Reseña que mortificó -al parecer- injustificadamente a un entrañable contertulio, quien sin querer queriendo, con sabor a reproche, replicó: “Huyyy don Mario, te despachaste”, esto, a pesar de que el escrito se refería clara, explícitamente a la situación heredada del alevoso, insincero Carlos Holguín -mimesis de Uribe-, gazmoño, hipócrita, intrigante, oportunista, farsante con ínfulas de grandeza.

Desenmascarado, odiado, perjuro Judas, cuya, aviesa conducta puso patas arriba al conservatismo, luego de otorgarle todos los honores y dignidades -extendidas a los suyos-. Renegado orangután que finalmente -como ‘réciprocité’- lo traicionó.

Catastrófico, repulsivo corsario, sepulturero del partido, que con insoportable aire de superioridad, cegado por la soberbia, arteramente castró su vocación de poder, confabulándose -sin pudor- con el Infernal pontífice de la incendiaria, primitiva, sanguinaria ultraderecha -su horma del zapato- a quien ‘vía express’ lo entregó, jurándole (arrodillado) al intruso, acatamiento, fidelidad perpetua.

Camuflado ‘Caballo de Troya, utilizado por el innombrable para asaltar la fortaleza goda; dinamitar irreparablemente la unidad; conquistar, manipular parte importante de la confusa dirigencia, la desprevenida, desconcertada feligresía, semilla del CD, donde, bajo su cobijo, medran sin escrúpulo ni vergüenza, siendo manejados a su antojo.

Omar Yepes Alzate

A propósito, me conmovió -de veraz- la definición que de ‘INGRATITUD’ hizo el olvidadizo corresponsal: “Enfermedad gravísima de la memoria y dureza extrema de corazón”, que -ipso facto- asocié con el trillado refrán: “Dime de qué presumes y te diré de qué adoleces”; referido a quien se atribuye una virtud de la que carece.

Rememoración autobiográfica padecida -en carne propia- por este dolido escudero, al quedarse con la mano estirada; imborrables: apatía, desaire, desdén, frialdad, indiferencia, indolencia, insensibilidad que me removieron fibras del alma.
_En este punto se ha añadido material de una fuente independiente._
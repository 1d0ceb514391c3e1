//! Section library - the catalog of reusable design fragments.

use std::collections::{BTreeMap, HashMap};
use std::path::Path;

use serde::{Deserialize, Deserializer, Serialize, Serializer};
use serde_json::Value;

use crate::{RemixError, RemixResult};

/// A reusable, categorized fragment of markup with named variable slots.
#[derive(Debug, Clone, PartialEq, Serialize, Deserialize)]
#[serde(rename_all = "camelCase")]
pub struct Section {
    /// Unique identifier within the library.
    pub id: String,
    /// Human-readable name.
    #[serde(default, skip_serializing_if = "Option::is_none")]
    pub name: Option<String>,
    /// The single category this section belongs to (`hero`, `footer`, ...).
    pub category: String,
    /// Markup template containing `{{key}}` tokens.
    pub markup: String,
    /// Style template that travels with the markup.
    #[serde(default, skip_serializing_if = "String::is_empty")]
    pub style: String,
    /// Variable keys referenced by the markup.
    #[serde(default)]
    pub variable_keys: Vec<String>,
    /// Free-form tags.
    #[serde(default)]
    pub tags: Vec<String>,
    /// Default variable values used when composing.
    #[serde(default, skip_serializing_if = "BTreeMap::is_empty")]
    pub defaults: BTreeMap<String, Value>,
}

impl Section {
    /// Create a section with the given id, category and markup.
    #[must_use]
    pub fn new(
        id: impl Into<String>,
        category: impl Into<String>,
        markup: impl Into<String>,
    ) -> Self {
        Self {
            id: id.into(),
            name: None,
            category: category.into(),
            markup: markup.into(),
            style: String::new(),
            variable_keys: Vec::new(),
            tags: Vec::new(),
            defaults: BTreeMap::new(),
        }
    }

    /// Set the style template.
    #[must_use]
    pub fn with_style(mut self, style: impl Into<String>) -> Self {
        self.style = style.into();
        self
    }

    /// Add a default value for a variable, registering its key.
    #[must_use]
    pub fn with_default(mut self, key: impl Into<String>, value: impl Into<Value>) -> Self {
        let key = key.into();
        if !self.variable_keys.contains(&key) {
            self.variable_keys.push(key.clone());
        }
        self.defaults.insert(key, value.into());
        self
    }

    /// Set the tags.
    #[must_use]
    pub fn with_tags<I, S>(mut self, tags: I) -> Self
    where
        I: IntoIterator<Item = S>,
        S: Into<String>,
    {
        self.tags = tags.into_iter().map(Into::into).collect();
        self
    }
}

/// Read-only catalog of sections, indexed by id.
///
/// Sections keep their insertion order; category groupings follow it too,
/// which the variation generator relies on for reproducible picks.
#[derive(Debug, Clone, Default)]
pub struct SectionLibrary {
    sections: Vec<Section>,
    index: HashMap<String, usize>,
}

impl SectionLibrary {
    /// Create an empty library.
    #[must_use]
    pub fn new() -> Self {
        Self::default()
    }

    /// Build a library from a list of sections.
    ///
    /// # Errors
    ///
    /// Returns [`RemixError::DuplicateSection`] if two sections share an id.
    pub fn from_sections(sections: impl IntoIterator<Item = Section>) -> RemixResult<Self> {
        let mut library = Self::new();
        for section in sections {
            library.insert(section)?;
        }
        Ok(library)
    }

    /// Parse a library from a JSON array of sections.
    ///
    /// # Errors
    ///
    /// Returns an error if the JSON is malformed or contains duplicate ids.
    pub fn from_json(json: &str) -> RemixResult<Self> {
        let sections: Vec<Section> = serde_json::from_str(json)?;
        Self::from_sections(sections)
    }

    /// Read a library from a JSON file.
    ///
    /// # Errors
    ///
    /// Returns [`RemixError::Io`] if the file cannot be read, otherwise as
    /// [`Self::from_json`].
    pub fn load(path: impl AsRef<Path>) -> RemixResult<Self> {
        let json = std::fs::read_to_string(path.as_ref())?;
        let library = Self::from_json(&json)?;
        tracing::debug!(path = %path.as_ref().display(), sections = library.len(), "Loaded section library");
        Ok(library)
    }

    /// Add a section.
    ///
    /// # Errors
    ///
    /// Returns [`RemixError::DuplicateSection`] if the id is already taken.
    pub fn insert(&mut self, section: Section) -> RemixResult<()> {
        if self.index.contains_key(&section.id) {
            return Err(RemixError::DuplicateSection(section.id));
        }
        self.index.insert(section.id.clone(), self.sections.len());
        self.sections.push(section);
        Ok(())
    }

    /// Look up a section by id.
    #[must_use]
    pub fn get(&self, id: &str) -> Option<&Section> {
        self.index.get(id).map(|&i| &self.sections[i])
    }

    /// Check whether a section id is known.
    #[must_use]
    pub fn contains(&self, id: &str) -> bool {
        self.index.contains_key(id)
    }

    /// All sections in library order.
    pub fn sections(&self) -> impl Iterator<Item = &Section> {
        self.sections.iter()
    }

    /// Sections of one category, in library order.
    pub fn in_category<'a>(&'a self, category: &'a str) -> impl Iterator<Item = &'a Section> {
        self.sections.iter().filter(move |s| s.category == category)
    }

    /// Group all section ids by category, preserving library order.
    #[must_use]
    pub fn ids_by_category(&self) -> HashMap<&str, Vec<&str>> {
        let mut groups: HashMap<&str, Vec<&str>> = HashMap::new();
        for section in &self.sections {
            groups
                .entry(section.category.as_str())
                .or_default()
                .push(section.id.as_str());
        }
        groups
    }

    /// Number of sections.
    #[must_use]
    pub fn len(&self) -> usize {
        self.sections.len()
    }

    /// Check if the library is empty.
    #[must_use]
    pub fn is_empty(&self) -> bool {
        self.sections.is_empty()
    }
}

impl Serialize for SectionLibrary {
    fn serialize<S: Serializer>(&self, serializer: S) -> Result<S::Ok, S::Error> {
        self.sections.serialize(serializer)
    }
}

impl<'de> Deserialize<'de> for SectionLibrary {
    fn deserialize<D: Deserializer<'de>>(deserializer: D) -> Result<Self, D::Error> {
        let sections = Vec::<Section>::deserialize(deserializer)?;
        Self::from_sections(sections).map_err(serde::de::Error::custom)
    }
}

#[cfg(test)]
mod tests {
    use super::*;

    fn sample() -> SectionLibrary {
        SectionLibrary::from_sections([
            Section::new("hero-a", "hero", "<h1>{{headline}}</h1>"),
            Section::new("footer-a", "footer", "<footer></footer>"),
            Section::new("hero-b", "hero", "<h1 class=\"b\">{{headline}}</h1>"),
        ])
        .expect("unique ids")
    }

    #[test]
    fn test_lookup_by_id() {
        let library = sample();
        assert_eq!(library.len(), 3);
        assert_eq!(
            library.get("footer-a").map(|s| s.category.as_str()),
            Some("footer")
        );
        assert!(library.get("missing").is_none());
    }

    #[test]
    fn test_load_from_file() {
        let mut file = tempfile::NamedTempFile::new().expect("temp file");
        std::io::Write::write_all(
            &mut file,
            br#"[{"id":"cta-a","category":"cta","markup":"<a>{{label}}</a>","variableKeys":["label"],"tags":[]}]"#,
        )
        .expect("write");
        let library = SectionLibrary::load(file.path()).expect("should load");
        assert!(library.contains("cta-a"));
        assert!(matches!(
            SectionLibrary::load(file.path().with_extension("missing")),
            Err(RemixError::Io(_))
        ));
    }

    #[test]
    fn test_duplicate_id_rejected() {
        let result = SectionLibrary::from_sections([
            Section::new("hero-a", "hero", ""),
            Section::new("hero-a", "footer", ""),
        ]);
        assert!(matches!(result, Err(RemixError::DuplicateSection(id)) if id == "hero-a"));
    }

    #[test]
    fn test_category_grouping_keeps_library_order() {
        let library = sample();
        let groups = library.ids_by_category();
        assert_eq!(groups["hero"], vec!["hero-a", "hero-b"]);
        assert_eq!(groups["footer"], vec!["footer-a"]);
        assert_eq!(library.in_category("hero").count(), 2);
    }

    #[test]
    fn test_from_json_defaults_optional_fields() {
        let json = r#"[{"id":"cta-a","category":"cta","markup":"<a>{{cta}}</a>","variableKeys":["cta"],"tags":["button"]}]"#;
        let library = SectionLibrary::from_json(json).expect("should parse");
        let section = library.get("cta-a").expect("present");
        assert_eq!(section.variable_keys, vec!["cta"]);
        assert!(section.style.is_empty());
        assert!(section.defaults.is_empty());
    }

    #[test]
    fn test_with_default_registers_key() {
        let section = Section::new("s", "text", "{{body}}").with_default("body", "Lorem");
        assert_eq!(section.variable_keys, vec!["body"]);
        assert_eq!(section.defaults["body"], Value::from("Lorem"));
    }
}
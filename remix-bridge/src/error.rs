//! Error types for bridge transport operations.

use std::time::Duration;

use thiserror::Error;

/// Result type for bridge operations.
pub type BridgeResult<T> = Result<T, BridgeError>;

/// Errors that can occur on the host side of a bridge connection.
///
/// The document side never fails: unknown targets and malformed messages are
/// ignored there.
#[derive(Debug, Error)]
pub enum BridgeError {
    /// The other side of the channel has gone away.
    #[error("Bridge channel closed")]
    Closed,

    /// No response arrived within the caller's deadline.
    #[error("No response within {0:?}")]
    Timeout(Duration),

    /// Message serialization error.
    #[error("Serialization error: {0}")]
    Serialization(#[from] serde_json::Error),

    /// The document task panicked or was aborted.
    #[error("Bridge task failed: {0}")]
    TaskFailed(String),
}
//! Inline styles and the computed values reported on selection.

use std::fmt;

use heck::ToKebabCase;

use crate::dom::{Document, NodeId};
use crate::protocol::EditableStyle;

/// Properties reported in [`EditableStyle`], with their initial values.
const EDITABLE_DEFAULTS: [(&str, &str); 8] = [
    ("font-size", "16px"),
    ("color", "rgb(0, 0, 0)"),
    ("background-color", "rgba(0, 0, 0, 0)"),
    ("font-family", "sans-serif"),
    ("font-weight", "400"),
    ("text-align", "start"),
    ("line-height", "normal"),
    ("letter-spacing", "normal"),
];

/// Editable properties that do not inherit from ancestors.
const NON_INHERITED: [&str; 1] = ["background-color"];

/// An ordered set of CSS declarations from a `style` attribute.
#[derive(Debug, Clone, Default, PartialEq, Eq)]
pub struct InlineStyle {
    declarations: Vec<(String, String)>,
}

impl InlineStyle {
    /// Parse declaration text such as `color: red; font-size: 2em`.
    ///
    /// Semicolons inside quotes or parentheses do not split declarations.
    /// Entries without a colon or with an empty name or value are dropped.
    #[must_use]
    pub fn parse(text: &str) -> Self {
        let mut style = Self::default();
        for declaration in split_declarations(text) {
            let Some((name, value)) = declaration.split_once(':') else {
                continue;
            };
            let name = name.trim();
            let value = value.trim();
            if !name.is_empty() && !value.is_empty() {
                style.set(&css_property_name(name), value);
            }
        }
        style
    }

    /// Value of a property.
    #[must_use]
    pub fn get(&self, name: &str) -> Option<&str> {
        self.declarations
            .iter()
            .find(|(k, _)| k == name)
            .map(|(_, v)| v.as_str())
    }

    /// Set a property, keeping its position if it already exists.
    pub fn set(&mut self, name: &str, value: impl Into<String>) {
        let value = value.into();
        match self.declarations.iter_mut().find(|(k, _)| k == name) {
            Some((_, v)) => *v = value,
            None => self.declarations.push((name.to_string(), value)),
        }
    }

    /// Remove a property. Returns whether it was present.
    pub fn remove(&mut self, name: &str) -> bool {
        let before = self.declarations.len();
        self.declarations.retain(|(k, _)| k != name);
        self.declarations.len() != before
    }

    /// Apply host-supplied properties.
    ///
    /// Names are normalized with [`css_property_name`]; an empty value
    /// removes the property.
    pub fn merge<'a, I>(&mut self, styles: I)
    where
        I: IntoIterator<Item = (&'a String, &'a String)>,
    {
        for (name, value) in styles {
            let name = css_property_name(name);
            let value = value.trim();
            if value.is_empty() {
                self.remove(&name);
            } else {
                self.set(&name, value);
            }
        }
    }

    /// Declarations in order.
    pub fn iter(&self) -> impl Iterator<Item = (&str, &str)> {
        self.declarations
            .iter()
            .map(|(k, v)| (k.as_str(), v.as_str()))
    }

    /// Number of declarations.
    #[must_use]
    pub fn len(&self) -> usize {
        self.declarations.len()
    }

    /// Whether there are no declarations.
    #[must_use]
    pub fn is_empty(&self) -> bool {
        self.declarations.is_empty()
    }
}

impl fmt::Display for InlineStyle {
    fn fmt(&self, f: &mut fmt::Formatter<'_>) -> fmt::Result {
        for (i, (name, value)) in self.declarations.iter().enumerate() {
            if i > 0 {
                f.write_str(" ")?;
            }
            write!(f, "{name}: {value};")?;
        }
        Ok(())
    }
}

/// CSS name for a style key given as `fontSize`, `font-size` or `--custom`.
///
/// Capitalized vendor keys (`WebkitTransform`) gain their leading dash.
#[must_use]
pub fn css_property_name(key: &str) -> String {
    let key = key.trim();
    if key.starts_with("--") {
        return key.to_string();
    }
    if key.contains('-') {
        return key.to_ascii_lowercase();
    }
    let kebab = key.to_kebab_case();
    if key.starts_with(|c: char| c.is_ascii_uppercase()) {
        format!("-{kebab}")
    } else {
        kebab
    }
}

fn split_declarations(text: &str) -> Vec<&str> {
    let mut parts = Vec::new();
    let mut depth = 0usize;
    let mut quote: Option<char> = None;
    let mut start = 0;
    for (i, c) in text.char_indices() {
        match (quote, c) {
            (Some(q), c) if c == q => quote = None,
            (Some(_), _) => {}
            (None, '"' | '\'') => quote = Some(c),
            (None, '(') => depth += 1,
            (None, ')') => depth = depth.saturating_sub(1),
            (None, ';') if depth == 0 => {
                parts.push(&text[start..i]);
                start = i + 1;
            }
            _ => {}
        }
    }
    parts.push(&text[start..]);
    parts
}

/// Resolve one property for `id`: its own inline style, then ancestors for
/// inherited properties, then the initial value.
#[must_use]
pub fn computed_value(doc: &Document, id: NodeId, property: &str) -> String {
    let inherits = !NON_INHERITED.contains(&property);
    let mut current = Some(id);
    while let Some(node) = current {
        if let Some(value) = doc
            .element(node)
            .and_then(|e| e.style().get(property).map(str::to_string))
        {
            return value;
        }
        if !inherits {
            break;
        }
        current = doc.parent(node);
    }
    EDITABLE_DEFAULTS
        .iter()
        .find(|(name, _)| *name == property)
        .map_or_else(String::new, |(_, initial)| (*initial).to_string())
}

/// The editable style snapshot for an element.
#[must_use]
pub fn computed_style(doc: &Document, id: NodeId) -> EditableStyle {
    let value = |property: &str| computed_value(doc, id, property);
    EditableStyle {
        font_size: value("font-size"),
        color: value("color"),
        background_color: value("background-color"),
        font_family: value("font-family"),
        font_weight: value("font-weight"),
        text_align: value("text-align"),
        line_height: value("line-height"),
        letter_spacing: value("letter-spacing"),
    }
}
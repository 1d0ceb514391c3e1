//! Variation generator integration tests.
//!
//! Pins the generator output for a multi-template catalog so that any change
//! to the draw order or the sine counter shows up as a failure.

use remix_core::{generate, GenerateOptions, MasterTemplate, Section, SectionLibrary};

fn library() -> SectionLibrary {
    SectionLibrary::from_sections(
        [
            ("header-a", "header"),
            ("header-b", "header"),
            ("hero-a", "hero"),
            ("hero-b", "hero"),
            ("hero-c", "hero"),
            ("cta-a", "cta"),
            ("footer-a", "footer"),
            ("footer-b", "footer"),
        ]
        .into_iter()
        .map(|(id, category)| Section::new(id, category, format!("<section>{id}</section>"))),
    )
    .expect("unique ids")
}

fn templates() -> Vec<MasterTemplate> {
    vec![
        MasterTemplate::new("promo", "Promo", ["header-a", "hero-a", "cta-a", "footer-a"]),
        MasterTemplate::new("quote", "Quote", ["hero-b", "footer-b"]),
    ]
}

// ============================================================================
// Determinism
// ============================================================================

#[test]
fn test_pinned_output_for_seed_42() {
    let out = generate(&templates(), &library(), GenerateOptions::new(42, 6));

    let summary: Vec<(&str, &str, Vec<&str>)> = out
        .iter()
        .map(|v| {
            (
                v.id.as_str(),
                v.name.as_str(),
                v.section_composition.iter().map(String::as_str).collect(),
            )
        })
        .collect();

    assert_eq!(
        summary,
        vec![
            ("quote-v42-0", "Quote A", vec!["hero-a", "footer-b"]),
            ("promo-v42-1", "Promo B", vec!["header-a", "hero-a", "cta-a", "footer-b"]),
            ("promo-v42-2", "Promo C", vec!["header-a", "hero-b", "cta-a", "footer-a"]),
            ("promo-v42-3", "Promo D", vec!["header-a", "hero-b", "cta-a", "footer-a"]),
            ("promo-v42-4", "Promo E", vec!["header-a", "hero-b", "cta-a", "footer-a"]),
            ("quote-v42-5", "Quote F", vec!["hero-b", "footer-a"]),
        ]
    );
    assert!(out.iter().all(|v| v.is_variation));
    assert!(out.iter().all(|v| v.semantic_tags == vec!["remix"]));
}

#[test]
fn test_repeated_calls_are_identical() {
    let options = GenerateOptions::new(1234, 20);
    let first = serde_json::to_string(&generate(&templates(), &library(), options))
        .expect("should serialize");
    for _ in 0..5 {
        let again = serde_json::to_string(&generate(&templates(), &library(), options))
            .expect("should serialize");
        assert_eq!(first, again);
    }
}

#[test]
fn test_inputs_are_not_mutated() {
    let templates = templates();
    let before = templates.clone();
    let _ = generate(&templates, &library(), GenerateOptions::new(3, 10));
    assert_eq!(templates, before);
}

// ============================================================================
// Graceful degradation
// ============================================================================

#[test]
fn test_category_without_alternatives_keeps_composition() {
    let templates = vec![MasterTemplate::new("solo", "Solo", ["cta-a"]).with_tags(["promo"])];
    let out = generate(&templates, &library(), GenerateOptions::new(9, 3));

    assert_eq!(out.len(), 3);
    for (i, v) in out.iter().enumerate() {
        assert_eq!(v.id, format!("solo-v9-{i}"));
        assert!(v.is_variation);
        assert_eq!(v.name, "Solo");
        assert_eq!(v.section_composition, vec!["cta-a"]);
        assert_eq!(v.semantic_tags, vec!["promo"]);
    }
}

#[test]
fn test_extra_fields_carry_over() {
    let json = r#"[{"id":"t1","name":"Stack","sectionComposition":["hero-a"],"width":1080,"platform":["instagram"]}]"#;
    let templates = MasterTemplate::list_from_json(json).expect("should parse");
    let out = generate(&templates, &library(), GenerateOptions::new(1, 1));

    let value = serde_json::to_value(&out[0]).expect("should serialize");
    assert_eq!(value["id"], "t1-v1-0");
    assert_eq!(value["isVariation"], true);
    assert_eq!(value["width"], 1080);
    assert_eq!(value["platform"][0], "instagram");
}

#[test]
fn test_names_past_z() {
    let templates = vec![MasterTemplate::new("t", "T", ["hero-a", "hero-b"])];
    let out = generate(&templates, &library(), GenerateOptions::new(11, 30));
    let swapped: Vec<_> = out.iter().filter(|v| !v.semantic_tags.is_empty()).collect();
    assert_eq!(swapped.len(), 30);
    assert_eq!(out[26].name, "T AA");
    assert_eq!(out[29].name, "T AD");
}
Retomo el hilo perdido: Relatar las argucias, conjuras, embustes, escándalos, imposturas, puñaladas traperas consumadas por el traidor valluno, contra el caricaturizado, desdibujado partido; sinvergüenzuras que lo condujeron al menesteroso estado en que agoniza, llenaría varios libros; descollando, el referido a la torva, cómplice alianza con el rústico promotor -de corazón de piedra- de la ‘Seguridad Democrática’, falto de idoneidad moral, incapaz de domeñar sus primarios instintos; incriminado por los infames falsos positivos, revividos por la sumisa mascota; pasados de agache por sus ‘primus ínter pares’, los ciegos, serviles termocéfalos azules.

Mariano Ospina Pérez

Baldón compartido por este degradado, desenfadado, prostituido séquito de corifeos del ‘inimputable’, dueño de los tres huevitos, quienes sumergidos en el oceánico “lodazal” de la corrupción, la narco-parapolítica, seguramente se desgañitarán ofreciendo el sábado -de dientes para afuera- drenarla, cuando lo preeminente es visibilizarla sin titubeos, denunciarla sin tapujos.

Termino parafraseando el poema aducido a Brecht, perteneciente al antinazi, Martin Niemöller:

“Cuando vinieron los uribistas a buscar a sus opositores,

guardé silencio porque yo no era opositor;

Cuando los uribistas encarcelaron a sus opositores,

guardé silencio porque yo no era opositor;

Cuando vinieron los uribistas a buscar a los periodistas opositores,

no protesté porque yo no era periodista opositor;

Cuando vinieron los uribistas a buscar a los políticos independientes,

no pronuncié palabra porque yo no era político independiente;

Cuando finalmente vinieron los uribistas a buscarme a mí,

no había nadie más que pudiera protestar.”